New Vetting Center Is Flipping the Script on Watchlisting
To guard America’s borders against a lengthening list of threats, the new interagency National Vetting Center is flipping the script on watchlisting, officials said Monday.
To guard America’s borders against a lengthening list of threats, the new interagency National Vetting Center (NVC) is flipping the script on watchlisting, officials said Monday.
Instead of compiling lists of individuals believed linked to terrorism or some other threat, the NVC is figuring out how to leverage all the information held by U.S. government agencies about any individual applying for entry to the country, the center’s director, Monte Hawkins, told AFCEA International’s Federal Identity Forum and Expo in Tampa, Florida.

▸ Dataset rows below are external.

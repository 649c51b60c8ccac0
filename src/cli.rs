//! Shared CLI helpers and small reusable Clap fragments

use anyhow::{Context, Result};
use clap::{Args, Parser};
use std::net::{IpAddr, SocketAddr};
use std::path::PathBuf;
use std::sync::atomic::{AtomicBool, Ordering};
use std::sync::Arc;

use crate::config::Config;

/// Options every node accepts; flags override the config file
#[derive(Clone, Debug, Args)]
pub struct NodeArgs {
    /// Config file (TOML). Defaults to the per-user config when it exists
    #[arg(long)]
    pub config: Option<PathBuf>,

    /// Name advertised to peers
    #[arg(long)]
    pub hostname: Option<String>,

    /// Local address to bind
    #[arg(long)]
    pub bind: Option<IpAddr>,

    #[arg(long)]
    pub discovery_port: Option<u16>,

    #[arg(long)]
    pub session_port: Option<u16>,

    /// Where received files are written
    #[arg(long)]
    pub download_dir: Option<PathBuf>,

    /// Do not advertise or probe over UDP
    #[arg(long)]
    pub no_discovery: bool,

    /// Accept advertisements from this host (same-machine testing)
    #[arg(long)]
    pub allow_loopback: bool,

    /// Extra unicast discovery target (host:port), repeatable
    #[arg(long = "probe")]
    pub probe: Vec<SocketAddr>,

    /// Do not append to the transfer journal
    #[arg(long)]
    pub no_journal: bool,

    /// Log at debug level (RUST_LOG overrides)
    #[arg(short, long)]
    pub verbose: bool,
}

impl NodeArgs {
    pub fn load_config(&self) -> Result<Config> {
        let mut cfg = Config::load_or_default(self.config.as_deref())?;
        if let Some(h) = &self.hostname {
            cfg.hostname = Some(h.clone());
        }
        if let Some(ip) = self.bind {
            cfg.bind_ip = ip;
        }
        if let Some(p) = self.discovery_port {
            cfg.discovery_port = p;
        }
        if let Some(p) = self.session_port {
            cfg.session_port = p;
        }
        if let Some(d) = &self.download_dir {
            cfg.download_dir = d.clone();
        }
        if self.no_discovery {
            cfg.discovery_enabled = false;
        }
        if self.allow_loopback {
            cfg.allow_loopback = true;
        }
        cfg.discovery_targets.extend(self.probe.iter().copied());
        if self.no_journal {
            cfg.journal = false;
        }
        cfg.validate()?;
        Ok(cfg)
    }

    pub fn log_filter(&self) -> &'static str {
        if self.verbose {
            "lanpush=debug"
        } else {
            "lanpush=info"
        }
    }
}

/// Options for the admin daemon
#[derive(Clone, Debug, Parser)]
#[command(author, version, about = "lanpush admin daemon: advertise, accept agents, push files")]
pub struct ServerOpts {
    #[command(flatten)]
    pub node: NodeArgs,

    /// File pushed to every agent as soon as it connects, repeatable
    #[arg(long = "push")]
    pub push: Vec<PathBuf>,

    /// Write the effective configuration to this path and exit
    #[arg(long)]
    pub save_config: Option<PathBuf>,
}

/// Options for the long-running agent
#[derive(Clone, Debug, Args)]
pub struct AgentOpts {
    #[command(flatten)]
    pub node: NodeArgs,

    /// Server to connect to without waiting for discovery, repeatable
    #[arg(long)]
    pub connect: Vec<SocketAddr>,

    /// Only list discovered servers, do not connect to them
    #[arg(long)]
    pub no_auto_connect: bool,
}

#[derive(Clone, Debug, Args)]
pub struct DiscoverOpts {
    #[command(flatten)]
    pub node: NodeArgs,

    /// How long to listen for advertisements
    #[arg(long, default_value_t = 5)]
    pub timeout_secs: u64,
}

#[derive(Clone, Debug, Args)]
pub struct SendOpts {
    #[command(flatten)]
    pub node: NodeArgs,

    /// Server session address (host:port)
    pub server: SocketAddr,

    /// Files to send
    #[arg(required = true)]
    pub files: Vec<PathBuf>,
}

/// Install the tracing subscriber; `RUST_LOG` takes precedence over `default`
pub fn init_tracing(default: &str) {
    let filter = tracing_subscriber::EnvFilter::try_from_default_env()
        .unwrap_or_else(|_| default.into());
    let _ = tracing_subscriber::fmt()
        .with_env_filter(filter)
        .with_writer(std::io::stderr)
        .try_init();
}

/// Flag raised by Ctrl-C
pub fn interrupt_flag() -> Result<Arc<AtomicBool>> {
    let flag = Arc::new(AtomicBool::new(false));
    let f = flag.clone();
    ctrlc::set_handler(move || {
        eprintln!("\nInterrupted, shutting down...");
        f.store(true, Ordering::SeqCst);
    })
    .context("install Ctrl-C handler")?;
    Ok(flag)
}

#[cfg(test)]
mod tests {
    use super::*;

    #[test]
    fn test_flags_override_config() {
        let opts = ServerOpts::try_parse_from([
            "lanpushd",
            "--hostname",
            "SRV1",
            "--session-port",
            "6001",
            "--no-discovery",
            "--probe",
            "10.0.0.9:5000",
            "--push",
            "setup.exe",
        ])
        .unwrap();
        let cfg = opts.node.load_config().unwrap();
        assert_eq!(cfg.hostname(), "SRV1");
        assert_eq!(cfg.session_port, 6001);
        assert!(!cfg.discovery_enabled);
        assert!(cfg
            .discovery_targets
            .contains(&"10.0.0.9:5000".parse().unwrap()));
        assert_eq!(opts.push, vec![PathBuf::from("setup.exe")]);
    }
}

“We have vast amounts of identity intelligence data across the federal government,” said Hawkins, describing NVC's task as: “How do we bring that together to create a better picture around a person, both for analysis and vetting?”
Since it was stood up in December of last year, the center has been providing analytical support to adjudication decisions for the Electronic System for Travel Authorization, or ESTA, which takes online applications from people wanting to come to the U.S. from favored ally nations under the Visa Waiver Program.
Under the NVC’s implementation plan, the center will take on one or two more programs next year—in each case acting as a governmentwide clearing house for classified information about applicants for some kind of visa or immigration benefit.
“We do not take the approach of developing a particular pool” of suspected persons, added Casie Antalis, the center’s chief of staff. “What we are looking at is anyone applying under the ESTA program and then looking to see if there’s any information on those individuals.”
The center was established by the second of a pair of Trump administration presidential memoranda, NSPMs seven and nine — both designed to expand the post 9/11 information-sharing apparatus built to stop terrorists entering the U.S. to cover foreign hackers, weapons proliferators, international organized criminals and other kinds of threat actors—and extending it to aliens already in the country who apply for citizenship or other immigration benefits.
Since the orders were signed, the NVC and the parallel machinery inside the U.S. intelligence community established by NSPM seven have been building out policy frameworks and governance structures to facilitate this holistic approach to vetting, officials told attendees at a pre-conference training session of the Federal ID Forum.
“We’re establishing a policy framework that’s supported by technology,” said Emily Barbero, who works for the Department of Homeland Security chief information officer inside the department’s Intelligence and Analysis division. The idea, she added, was to “allow for use [of the data] in a much more real-time and dynamic basis by these agencies as their use cases come online.”
That process is complex and difficult because different agencies collect data under different authorities and have different rules about how it can be used, pointed out Kathleen Lane, the identity intelligence executive in the Office of the Director of National Intelligence.
“A lot of the challenges are policy related, not technological,” she said. “There are legal concerns about what data is being shared and who is it being shared with and what [purposes] is it being shared for.”
Although information sharing agreements have long existed to facilitate watchlisting of suspected terrorists, DHS analysts supporting ESTA adjudications, or other decisions about immigration benefits, still ended up relying on jury-rigged, stovepiped arrangements with intelligence or law enforcement agencies, explained former U.S. counterterrorism official Charles Bartoldus.
Sometimes, Bartoldus noted, the response to a query would come too late to be useful and in an unhelpful form. “The FBI would come back two months later … ‘OK, that person is in the country [now] and I can’t tell you what I know about them, but I may or may not have a concern,’” he said.
“There was no single system in place to take these people who needed to be vetted by the government … and return the information in a concise and useable format” to the adjudicators charged under law with making the decisions. “They had the responsibility … but they didn’t have access to all the data,” he said.
“Now the goal is to start with a person who is applying for a benefit or a privilege and say holistically, ‘What do we know about that person?’” said Bartoldus, now a senior advisor to consultants CT Strategies.
Lane explained that the new approach was trying to standardize sharing. “We’re trying to work to do one to many [interagency] agreements,” she said. “Historically, we’ve used one to one.”
The new approach, officials said, is building an infrastructure that’s mission-agnostic, rather than the existing machinery which is focused solely on counterterrorism. “By inverting watchlisting, the NVC is creating a really powerful tool that could change how government does identity intelligence for good,” said Janice Kephart, former 9/11 commission staffer and CEO of Identity Strategy Partners.